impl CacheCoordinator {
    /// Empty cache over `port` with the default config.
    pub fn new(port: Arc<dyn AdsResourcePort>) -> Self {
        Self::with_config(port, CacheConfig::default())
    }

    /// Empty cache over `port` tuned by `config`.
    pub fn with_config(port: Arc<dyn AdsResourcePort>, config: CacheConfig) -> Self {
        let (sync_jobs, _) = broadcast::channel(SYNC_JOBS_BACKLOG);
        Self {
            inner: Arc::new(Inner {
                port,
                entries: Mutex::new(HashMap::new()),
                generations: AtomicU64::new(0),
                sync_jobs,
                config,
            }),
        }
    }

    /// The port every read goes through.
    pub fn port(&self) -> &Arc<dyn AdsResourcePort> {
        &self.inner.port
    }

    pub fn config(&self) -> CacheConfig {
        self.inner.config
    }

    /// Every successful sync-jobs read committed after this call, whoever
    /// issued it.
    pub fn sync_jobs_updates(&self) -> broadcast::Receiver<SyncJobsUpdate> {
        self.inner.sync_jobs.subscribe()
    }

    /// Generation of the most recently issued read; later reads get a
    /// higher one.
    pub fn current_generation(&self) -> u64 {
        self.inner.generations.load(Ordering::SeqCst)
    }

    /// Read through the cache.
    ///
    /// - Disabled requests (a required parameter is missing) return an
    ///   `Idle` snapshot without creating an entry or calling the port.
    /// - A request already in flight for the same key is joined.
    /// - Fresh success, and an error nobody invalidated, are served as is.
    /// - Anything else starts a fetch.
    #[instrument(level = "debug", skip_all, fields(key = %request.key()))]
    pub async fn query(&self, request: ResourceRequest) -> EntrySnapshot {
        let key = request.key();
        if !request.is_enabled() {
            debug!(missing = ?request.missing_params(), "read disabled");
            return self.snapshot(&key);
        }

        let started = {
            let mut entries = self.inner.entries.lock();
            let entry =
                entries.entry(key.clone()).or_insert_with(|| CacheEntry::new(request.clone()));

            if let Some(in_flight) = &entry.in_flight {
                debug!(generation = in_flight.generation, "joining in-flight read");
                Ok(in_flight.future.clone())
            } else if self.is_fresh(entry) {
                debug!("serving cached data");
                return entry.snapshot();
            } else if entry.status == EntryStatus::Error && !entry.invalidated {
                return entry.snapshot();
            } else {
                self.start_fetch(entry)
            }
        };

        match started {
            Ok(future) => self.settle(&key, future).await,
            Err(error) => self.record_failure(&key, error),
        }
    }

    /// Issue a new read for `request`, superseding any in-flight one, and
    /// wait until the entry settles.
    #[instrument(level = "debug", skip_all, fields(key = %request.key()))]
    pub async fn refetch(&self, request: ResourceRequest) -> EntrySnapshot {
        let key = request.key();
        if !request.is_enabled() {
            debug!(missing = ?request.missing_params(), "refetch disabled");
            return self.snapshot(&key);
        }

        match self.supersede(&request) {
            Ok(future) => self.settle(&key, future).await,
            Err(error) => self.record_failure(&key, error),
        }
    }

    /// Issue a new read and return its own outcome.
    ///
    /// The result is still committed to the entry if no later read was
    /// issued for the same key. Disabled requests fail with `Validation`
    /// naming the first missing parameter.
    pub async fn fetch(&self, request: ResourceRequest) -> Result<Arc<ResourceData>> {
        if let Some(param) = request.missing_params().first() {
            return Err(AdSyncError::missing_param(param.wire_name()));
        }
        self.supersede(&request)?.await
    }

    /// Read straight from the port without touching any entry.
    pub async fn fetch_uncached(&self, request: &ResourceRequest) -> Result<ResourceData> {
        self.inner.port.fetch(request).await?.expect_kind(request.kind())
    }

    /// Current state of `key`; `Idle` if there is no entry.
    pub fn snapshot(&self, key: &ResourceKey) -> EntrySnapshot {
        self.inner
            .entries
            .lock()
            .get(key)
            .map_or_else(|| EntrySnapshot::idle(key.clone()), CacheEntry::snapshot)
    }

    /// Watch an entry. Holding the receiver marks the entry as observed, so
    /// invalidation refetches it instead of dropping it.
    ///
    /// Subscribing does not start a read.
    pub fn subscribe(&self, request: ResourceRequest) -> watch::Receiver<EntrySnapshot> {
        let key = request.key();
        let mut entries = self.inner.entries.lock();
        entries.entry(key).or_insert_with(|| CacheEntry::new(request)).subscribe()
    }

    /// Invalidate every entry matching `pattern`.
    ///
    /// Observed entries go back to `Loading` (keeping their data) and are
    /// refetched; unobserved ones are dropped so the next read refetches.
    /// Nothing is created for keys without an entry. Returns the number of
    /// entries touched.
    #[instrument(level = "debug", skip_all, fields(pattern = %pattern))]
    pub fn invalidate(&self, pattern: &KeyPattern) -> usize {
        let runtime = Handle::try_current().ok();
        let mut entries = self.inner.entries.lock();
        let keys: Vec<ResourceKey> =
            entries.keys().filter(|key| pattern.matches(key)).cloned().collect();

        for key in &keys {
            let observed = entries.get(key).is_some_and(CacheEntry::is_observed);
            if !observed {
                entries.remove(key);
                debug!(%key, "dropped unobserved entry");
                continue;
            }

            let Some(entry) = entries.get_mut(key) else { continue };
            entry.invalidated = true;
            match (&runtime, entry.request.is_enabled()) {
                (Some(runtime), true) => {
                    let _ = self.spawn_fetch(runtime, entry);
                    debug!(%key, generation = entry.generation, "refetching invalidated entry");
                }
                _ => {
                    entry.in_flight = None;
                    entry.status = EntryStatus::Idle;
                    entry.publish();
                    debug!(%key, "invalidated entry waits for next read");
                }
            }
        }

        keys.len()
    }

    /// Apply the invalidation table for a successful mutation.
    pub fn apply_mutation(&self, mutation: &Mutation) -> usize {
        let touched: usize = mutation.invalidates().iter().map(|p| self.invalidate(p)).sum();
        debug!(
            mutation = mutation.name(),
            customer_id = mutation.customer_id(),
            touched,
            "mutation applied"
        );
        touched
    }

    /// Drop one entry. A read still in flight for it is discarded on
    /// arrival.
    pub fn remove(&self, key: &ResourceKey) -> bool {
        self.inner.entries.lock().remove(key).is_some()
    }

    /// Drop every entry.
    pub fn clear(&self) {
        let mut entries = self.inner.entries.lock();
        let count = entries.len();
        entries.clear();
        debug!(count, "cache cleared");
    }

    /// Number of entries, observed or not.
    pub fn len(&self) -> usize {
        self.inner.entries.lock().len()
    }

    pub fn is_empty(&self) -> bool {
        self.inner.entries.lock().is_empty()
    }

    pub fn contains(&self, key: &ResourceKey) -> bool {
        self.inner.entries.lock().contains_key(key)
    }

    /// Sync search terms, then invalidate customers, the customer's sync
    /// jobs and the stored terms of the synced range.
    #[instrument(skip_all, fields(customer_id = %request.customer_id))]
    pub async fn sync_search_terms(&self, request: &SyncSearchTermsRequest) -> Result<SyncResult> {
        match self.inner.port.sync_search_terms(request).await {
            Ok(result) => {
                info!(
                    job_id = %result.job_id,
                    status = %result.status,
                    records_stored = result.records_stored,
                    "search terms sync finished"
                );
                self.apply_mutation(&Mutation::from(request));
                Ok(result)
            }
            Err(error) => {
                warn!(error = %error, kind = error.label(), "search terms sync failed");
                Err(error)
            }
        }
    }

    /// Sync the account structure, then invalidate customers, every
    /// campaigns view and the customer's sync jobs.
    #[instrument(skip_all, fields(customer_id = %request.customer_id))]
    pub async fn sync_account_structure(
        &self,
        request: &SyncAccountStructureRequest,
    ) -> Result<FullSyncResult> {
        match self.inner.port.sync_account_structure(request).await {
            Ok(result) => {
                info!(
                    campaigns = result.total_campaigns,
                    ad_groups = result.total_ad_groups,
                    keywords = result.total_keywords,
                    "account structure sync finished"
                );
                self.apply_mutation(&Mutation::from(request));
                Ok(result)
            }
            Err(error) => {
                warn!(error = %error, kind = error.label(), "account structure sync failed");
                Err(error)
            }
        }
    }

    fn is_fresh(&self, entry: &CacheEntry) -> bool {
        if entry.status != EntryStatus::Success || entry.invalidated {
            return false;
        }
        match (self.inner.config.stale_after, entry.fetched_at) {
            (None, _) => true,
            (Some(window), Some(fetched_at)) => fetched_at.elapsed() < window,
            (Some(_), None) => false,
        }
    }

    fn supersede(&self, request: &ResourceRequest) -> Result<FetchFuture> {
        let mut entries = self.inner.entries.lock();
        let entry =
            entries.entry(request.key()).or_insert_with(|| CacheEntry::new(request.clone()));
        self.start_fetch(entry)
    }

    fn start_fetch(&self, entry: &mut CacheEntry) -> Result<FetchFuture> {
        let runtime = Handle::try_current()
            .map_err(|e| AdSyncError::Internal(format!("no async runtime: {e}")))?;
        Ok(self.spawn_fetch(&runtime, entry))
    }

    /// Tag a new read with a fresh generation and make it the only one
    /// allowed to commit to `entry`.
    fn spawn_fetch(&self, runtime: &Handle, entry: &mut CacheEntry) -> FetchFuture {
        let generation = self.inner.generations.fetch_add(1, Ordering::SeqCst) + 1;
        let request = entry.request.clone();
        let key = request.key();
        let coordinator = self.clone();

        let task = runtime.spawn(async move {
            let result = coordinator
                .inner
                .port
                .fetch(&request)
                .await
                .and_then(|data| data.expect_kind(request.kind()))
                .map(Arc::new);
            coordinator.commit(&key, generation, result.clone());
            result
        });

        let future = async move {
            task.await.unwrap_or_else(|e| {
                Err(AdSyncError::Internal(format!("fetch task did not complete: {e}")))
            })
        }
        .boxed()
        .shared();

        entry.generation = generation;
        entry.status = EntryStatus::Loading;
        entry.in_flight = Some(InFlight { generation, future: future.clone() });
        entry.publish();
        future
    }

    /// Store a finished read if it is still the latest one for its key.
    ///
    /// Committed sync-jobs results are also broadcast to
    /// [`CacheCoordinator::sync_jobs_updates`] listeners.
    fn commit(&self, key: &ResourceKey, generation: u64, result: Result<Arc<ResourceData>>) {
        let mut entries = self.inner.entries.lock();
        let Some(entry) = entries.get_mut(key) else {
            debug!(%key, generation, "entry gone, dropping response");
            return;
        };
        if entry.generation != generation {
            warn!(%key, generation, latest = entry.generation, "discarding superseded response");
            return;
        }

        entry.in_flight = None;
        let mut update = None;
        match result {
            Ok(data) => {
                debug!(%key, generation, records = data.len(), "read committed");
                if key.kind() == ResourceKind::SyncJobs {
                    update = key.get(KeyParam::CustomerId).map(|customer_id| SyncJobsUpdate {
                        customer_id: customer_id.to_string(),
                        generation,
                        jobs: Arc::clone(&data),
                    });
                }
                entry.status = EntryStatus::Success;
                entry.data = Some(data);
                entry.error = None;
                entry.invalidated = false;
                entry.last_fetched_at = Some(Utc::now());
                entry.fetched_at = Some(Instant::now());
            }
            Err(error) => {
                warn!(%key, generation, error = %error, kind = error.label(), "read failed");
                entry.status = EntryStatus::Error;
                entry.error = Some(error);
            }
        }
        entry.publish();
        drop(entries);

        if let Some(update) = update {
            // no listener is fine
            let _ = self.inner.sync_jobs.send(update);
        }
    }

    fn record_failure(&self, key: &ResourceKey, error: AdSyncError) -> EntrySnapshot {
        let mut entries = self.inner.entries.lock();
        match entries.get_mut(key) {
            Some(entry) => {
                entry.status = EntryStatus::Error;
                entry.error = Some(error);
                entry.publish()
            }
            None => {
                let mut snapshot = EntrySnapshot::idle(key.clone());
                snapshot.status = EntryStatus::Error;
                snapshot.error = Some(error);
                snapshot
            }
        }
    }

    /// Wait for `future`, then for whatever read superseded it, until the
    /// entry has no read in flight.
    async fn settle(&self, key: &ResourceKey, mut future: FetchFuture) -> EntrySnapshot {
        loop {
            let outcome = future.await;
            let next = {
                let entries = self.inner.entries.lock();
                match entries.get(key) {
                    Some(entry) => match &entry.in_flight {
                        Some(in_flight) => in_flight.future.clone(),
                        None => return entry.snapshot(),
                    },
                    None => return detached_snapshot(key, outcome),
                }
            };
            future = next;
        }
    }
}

============

From the data above, output exactly the lines between the one containing "fn is_fresh(&self, entry: &CacheEntry)" and the one containing "entry.status = EntryStatus::Loading;", counting both of them.

    fn is_fresh(&self, entry: &CacheEntry) -> bool {
        if entry.status != EntryStatus::Success || entry.invalidated {
            return false;
        }
        match (self.inner.config.stale_after, entry.fetched_at) {
            (None, _) => true,
            (Some(window), Some(fetched_at)) => fetched_at.elapsed() < window,
            (Some(_), None) => false,
        }
    }

    fn supersede(&self, request: &ResourceRequest) -> Result<FetchFuture> {
        let mut entries = self.inner.entries.lock();
        let entry =
            entries.entry(request.key()).or_insert_with(|| CacheEntry::new(request.clone()));
        self.start_fetch(entry)
    }

    fn start_fetch(&self, entry: &mut CacheEntry) -> Result<FetchFuture> {
        let runtime = Handle::try_current()
            .map_err(|e| AdSyncError::Internal(format!("no async runtime: {e}")))?;
        Ok(self.spawn_fetch(&runtime, entry))
    }

    /// Tag a new read with a fresh generation and make it the only one
    /// allowed to commit to `entry`.
    fn spawn_fetch(&self, runtime: &Handle, entry: &mut CacheEntry) -> FetchFuture {
        let generation = self.inner.generations.fetch_add(1, Ordering::SeqCst) + 1;
        let request = entry.request.clone();
        let key = request.key();
        let coordinator = self.clone();

        let task = runtime.spawn(async move {
            let result = coordinator
                .inner
                .port
                .fetch(&request)
                .await
                .and_then(|data| data.expect_kind(request.kind()))
                .map(Arc::new);
            coordinator.commit(&key, generation, result.clone());
            result
        });

        let future = async move {
            task.await.unwrap_or_else(|e| {
                Err(AdSyncError::Internal(format!("fetch task did not complete: {e}")))
            })
        }
        .boxed()
        .shared();

        entry.generation = generation;
        entry.status = EntryStatus::Loading;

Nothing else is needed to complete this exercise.